A ship on JAX/SJU run is not going to be up to speed in many areas, crew, riding gang, gear secured. It’s better to learn about problems and holes in your program and fix them in over time in moderately bad weather when the crew can work without elevated risks.
Taking a ship into heavy weather is like an audit. When, not if ship and crew fails it’s better to get a bad grade on something fixable rather than catastrophic failure.
A competent, experienced captain would know that.
A hypothetical question for me still is if the El Faro would have survived sailing through the eye of the hurricane with the plant intact with no list and no flooding. She would have had a better fighting chance but I am doubtful about the outcome.
In 1990, the Italian truck ferry ‘Espresso Trapani’ on a trip from northern Italy (Livorno) to Sicily (Trapani) had a nice voyage, clear weather and flat sea.
Three miles off Trapani port there are some dispersed rocks, where the ship had to do a 90° left turn. The lashings of the trucks were removed in view of the imminent arrival.
The ship was either to fast or the rudder to hard, the ship heeled over und sank in a few minutes in >100 meters of water. Thirteen of the fifty-one on board were dead.
With light weather lashings still in place, would the ship have survived? Who knows!
This was an error on the bridge, but a emergency manoeuvre can always be necessary.
At the time of the sinking, Joaquin was still becoming an exemplary textbook hurricane; the satellites could not yet see an eye. I do not know how it looked at sea level, if there was a defined eye wall.
Inside an eye there are only vertical, descending air movements; but the waves produced by the storm leading from outside to the wall continue from all directions into the eye; probably producing a rather crazy sea.
In addition, how long would you like to stay in the eye? Until the extinction of the hurricane?
by this very scenario you pose the ship would of course survive since it would retain intact righting arm and reserve buoyancy…it was the loss of both which lead to the ship laying on her side and then going down. I would think a better question to ask is if the scuttle in question not have been left open, would flooding still have taken place through ventilators which I believe would have occurred but would enough water have come in to endanger the ship? we know that the ventilator trucks were open to the sea and in a poor state of repair but that is a question we can never answer. as long as the inflow been low enough that the bilge pumps could keep up that likely no loss. the other question is if cargo would have come adrift? also we can never know for sure, but if the master could maintain a heading to keep rolling in check then the lashings should have held long enough to make it through. the cars were lightly lashed but we don’t know about fully loaded trailers or other heavy equipment in the lower hold? hopefully they were lashed well enough with double chains right to solid points on the deck and not to other chains.
With the plant intact with no list and no flooding…My guess is that she would be running up to Alaska right now.
From NTSB report:
At 0510 hrs:
The riding crew supervisor explained the effects of the low-pressure alarm for lube oil in
the main engine. He said, “I’ve never seen it list like this—you gotta be takin’ more than a
container stack. I’ve never seen it hang like this.” The captain said their speed was maintaining at 11 knots and that rpm were over 100.
At 0514, the captain ordered a heading more to the north, into the wind. (The heading
seemed to have deviated from the 050° previously ordered.) At 0518, the captain said, “Only gonna get better from here. . . . we’re on the back side of it.” The chief mate said, “(eighteen) degree list on . . .” 52 The vessel’s speed was now 5.8 knots.
With the captain trying to hold the bow into the wind the C/M reports an 18 degree list.
Figure 60. Righting arm curves for El Faro, with annotated downflooding angles. Downflooding
angles are indicated at various points on curves for convenience; they do not represent values
used in righting-arm calculations. (Illustration by Coast Guard Marine Safety Center)

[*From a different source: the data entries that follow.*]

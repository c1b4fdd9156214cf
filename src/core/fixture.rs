//! Purpose: Build small, valid bolt database images for tests.
//! Exports: `FixtureBuilder`, `FixtureImage`.
//! Role: Test support shared by unit tests and the integration suite; the CLI never calls it.
//! Invariants: Images match the on-disk layout the reader expects (two metas, freelist, trees).
//! Invariants: Writes only to brand-new paths chosen by the caller.
use std::collections::{BTreeMap, BTreeSet};
use std::io;
use std::path::Path;

use crate::core::format::{
    BRANCH_PAGE_FLAG, BUCKET_HEADER_LEN, BUCKET_LEAF_FLAG, ELEMENT_LEN, FREELIST_PAGE_FLAG,
    LEAF_PAGE_FLAG, META_PAGE_FLAG, PAGE_HEADER_LEN,
};
use crate::core::page::{Meta, PageHeader, write_u32, write_u64};

const DEFAULT_PAGE_SIZE: usize = 4096;
const DEFAULT_LEAF_CAPACITY: usize = 64;
const FREELIST_PGID: u64 = 2;

#[derive(Default)]
struct FixtureBucket {
    inline: bool,
    records: BTreeMap<Vec<u8>, Vec<u8>>,
    nested: BTreeSet<Vec<u8>>,
}

pub struct FixtureBuilder {
    page_size: usize,
    leaf_capacity: usize,
    buckets: BTreeMap<Vec<u8>, FixtureBucket>,
    root_values: BTreeMap<Vec<u8>, Vec<u8>>,
}

pub struct FixtureImage {
    pub bytes: Vec<u8>,
    pub page_size: usize,
    pub root_pgid: u64,
    /// Root page of every bucket stored in its own pages, keyed by bucket name.
    pub bucket_pages: BTreeMap<Vec<u8>, u64>,
}

struct LeafItem {
    flags: u32,
    key: Vec<u8>,
    value: Vec<u8>,
}

impl Default for FixtureBuilder {
    fn default() -> Self {
        Self::new()
    }
}

impl FixtureBuilder {
    pub fn new() -> Self {
        Self {
            page_size: DEFAULT_PAGE_SIZE,
            leaf_capacity: DEFAULT_LEAF_CAPACITY,
            buckets: BTreeMap::new(),
            root_values: BTreeMap::new(),
        }
    }

    pub fn page_size(mut self, page_size: usize) -> Self {
        self.page_size = page_size;
        self
    }

    /// Maximum elements per leaf or branch page; small values force deeper trees.
    pub fn leaf_capacity(mut self, capacity: usize) -> Self {
        self.leaf_capacity = capacity.max(2);
        self
    }

    /// Adds records to a bucket stored in its own pages.
    pub fn bucket<I, K, V>(self, name: impl AsRef<[u8]>, records: I) -> Self
    where
        I: IntoIterator<Item = (K, V)>,
        K: AsRef<[u8]>,
        V: AsRef<[u8]>,
    {
        self.add(name.as_ref(), false, records)
    }

    /// Adds records to a bucket stored inside its parent's leaf value.
    pub fn inline_bucket<I, K, V>(self, name: impl AsRef<[u8]>, records: I) -> Self
    where
        I: IntoIterator<Item = (K, V)>,
        K: AsRef<[u8]>,
        V: AsRef<[u8]>,
    {
        self.add(name.as_ref(), true, records)
    }

    /// Adds an empty sub-bucket named `child` under `parent`.
    pub fn nested_bucket(mut self, parent: impl AsRef<[u8]>, child: impl AsRef<[u8]>) -> Self {
        self.buckets
            .entry(parent.as_ref().to_vec())
            .or_default()
            .nested
            .insert(child.as_ref().to_vec());
        self
    }

    /// Adds a plain key/value at the root level, next to the buckets.
    pub fn root_value(mut self, key: impl AsRef<[u8]>, value: impl AsRef<[u8]>) -> Self {
        self.root_values
            .insert(key.as_ref().to_vec(), value.as_ref().to_vec());
        self
    }

    fn add<I, K, V>(mut self, name: &[u8], inline: bool, records: I) -> Self
    where
        I: IntoIterator<Item = (K, V)>,
        K: AsRef<[u8]>,
        V: AsRef<[u8]>,
    {
        let bucket = self.buckets.entry(name.to_vec()).or_default();
        bucket.inline = inline;
        for (key, value) in records {
            bucket
                .records
                .insert(key.as_ref().to_vec(), value.as_ref().to_vec());
        }
        self
    }

    pub fn build(self) -> FixtureImage {
        let mut writer = PageWriter {
            page_size: self.page_size,
            leaf_capacity: self.leaf_capacity,
            bytes: vec![0u8; self.page_size * 3],
            next_pgid: 3,
        };
        writer.put_header(
            FREELIST_PGID,
            PageHeader {
                id: FREELIST_PGID,
                flags: FREELIST_PAGE_FLAG,
                count: 0,
                overflow: 0,
            },
        );

        let mut bucket_pages = BTreeMap::new();
        let mut root_items = Vec::new();
        for (name, bucket) in &self.buckets {
            let items = bucket_items(bucket);
            let value = if bucket.inline {
                let mut value = bucket_header(0);
                value.extend(encode_leaf(0, &items));
                value
            } else {
                let pgid = writer.write_tree(items);
                bucket_pages.insert(name.clone(), pgid);
                bucket_header(pgid)
            };
            root_items.push(LeafItem {
                flags: BUCKET_LEAF_FLAG,
                key: name.clone(),
                value,
            });
        }
        for (key, value) in &self.root_values {
            root_items.push(LeafItem {
                flags: 0,
                key: key.clone(),
                value: value.clone(),
            });
        }
        root_items.sort_by(|a, b| a.key.cmp(&b.key));
        let root_pgid = writer.write_tree(root_items);

        let high_water = writer.next_pgid;
        for (pgid, txid) in [(0u64, 0u64), (1, 1)] {
            writer.put_header(
                pgid,
                PageHeader {
                    id: pgid,
                    flags: META_PAGE_FLAG,
                    count: 0,
                    overflow: 0,
                },
            );
            let meta = Meta::new(
                self.page_size as u32,
                root_pgid,
                FREELIST_PGID,
                high_water,
                txid,
            );
            let start = pgid as usize * self.page_size + PAGE_HEADER_LEN;
            let encoded = meta.encode();
            writer.bytes[start..start + encoded.len()].copy_from_slice(&encoded);
        }

        FixtureImage {
            bytes: writer.bytes,
            page_size: self.page_size,
            root_pgid,
            bucket_pages,
        }
    }

    pub fn write(self, path: impl AsRef<Path>) -> io::Result<()> {
        std::fs::write(path, self.build().bytes)
    }
}

struct PageWriter {
    page_size: usize,
    leaf_capacity: usize,
    bytes: Vec<u8>,
    next_pgid: u64,
}

impl PageWriter {
    fn put_header(&mut self, pgid: u64, header: PageHeader) {
        let start = pgid as usize * self.page_size;
        self.bytes[start..start + PAGE_HEADER_LEN].copy_from_slice(&header.encode());
    }

    /// Appends an encoded page (plus overflow pages as needed) and returns its id.
    fn alloc(&mut self, encode: impl FnOnce(u64) -> Vec<u8>) -> u64 {
        let pgid = self.next_pgid;
        let mut page = encode(pgid);
        let pages = page.len().div_ceil(self.page_size).max(1);
        write_u32(&mut page, 12, (pages - 1) as u32);
        page.resize(pages * self.page_size, 0);
        self.bytes.extend_from_slice(&page);
        self.next_pgid += pages as u64;
        pgid
    }

    /// Writes sorted leaf items as a tree and returns the root page id.
    fn write_tree(&mut self, items: Vec<LeafItem>) -> u64 {
        if items.is_empty() {
            return self.alloc(|pgid| encode_leaf(pgid, &[]));
        }
        let mut level: Vec<(Vec<u8>, u64)> = items
            .chunks(self.leaf_capacity)
            .map(|chunk| {
                let pgid = self.alloc(|pgid| encode_leaf(pgid, chunk));
                (chunk[0].key.clone(), pgid)
            })
            .collect();
        while level.len() > 1 {
            level = level
                .chunks(self.leaf_capacity)
                .map(|chunk| {
                    let pgid = self.alloc(|pgid| encode_branch(pgid, chunk));
                    (chunk[0].0.clone(), pgid)
                })
                .collect();
        }
        level[0].1
    }
}

fn bucket_items(bucket: &FixtureBucket) -> Vec<LeafItem> {
    let mut items: Vec<LeafItem> = bucket
        .records
        .iter()
        .map(|(key, value)| LeafItem {
            flags: 0,
            key: key.clone(),
            value: value.clone(),
        })
        .collect();
    for child in &bucket.nested {
        let mut value = bucket_header(0);
        value.extend(encode_leaf(0, &[]));
        items.push(LeafItem {
            flags: BUCKET_LEAF_FLAG,
            key: child.clone(),
            value,
        });
    }
    items.sort_by(|a, b| a.key.cmp(&b.key));
    items
}

fn bucket_header(root: u64) -> Vec<u8> {
    let mut header = vec![0u8; BUCKET_HEADER_LEN];
    write_u64(&mut header, 0, root);
    header
}

fn encode_leaf(pgid: u64, items: &[LeafItem]) -> Vec<u8> {
    let mut page = page_with_elements(pgid, LEAF_PAGE_FLAG, items.len());
    for (index, item) in items.iter().enumerate() {
        let elem = PAGE_HEADER_LEN + index * ELEMENT_LEN;
        let pos = page.len() - elem;
        write_u32(&mut page, elem, item.flags);
        write_u32(&mut page, elem + 4, pos as u32);
        write_u32(&mut page, elem + 8, item.key.len() as u32);
        write_u32(&mut page, elem + 12, item.value.len() as u32);
        page.extend_from_slice(&item.key);
        page.extend_from_slice(&item.value);
    }
    page
}

fn encode_branch(pgid: u64, children: &[(Vec<u8>, u64)]) -> Vec<u8> {
    let mut page = page_with_elements(pgid, BRANCH_PAGE_FLAG, children.len());
    for (index, (key, child)) in children.iter().enumerate() {
        let elem = PAGE_HEADER_LEN + index * ELEMENT_LEN;
        let pos = page.len() - elem;
        write_u32(&mut page, elem, pos as u32);
        write_u32(&mut page, elem + 4, key.len() as u32);
        write_u64(&mut page, elem + 8, *child);
        page.extend_from_slice(key);
    }
    page
}

fn page_with_elements(pgid: u64, flags: u16, count: usize) -> Vec<u8> {
    let header = PageHeader {
        id: pgid,
        flags,
        count: count as u16,
        overflow: 0,
    };
    let mut page = header.encode().to_vec();
    page.resize(PAGE_HEADER_LEN + count * ELEMENT_LEN, 0);
    page
}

This was while the scuttle was still open.
At 0521, the VDR recorded a wind speed of 108 knots (the highest wind speed in the
parametric data). At 0522, the riding crew supervisor asked how fast the storm was moving. The captain said it had stalled at 5 knots. The chief mate said the last he had seen was 4 knots: “Just sitting there.” At 0530, a canopy on the bridge wing blew away. The chief mate said that the relative wind direction had changed (“The spray is hittin’ us instead of goin’ cross the beam”) and that they were taking water on the stern.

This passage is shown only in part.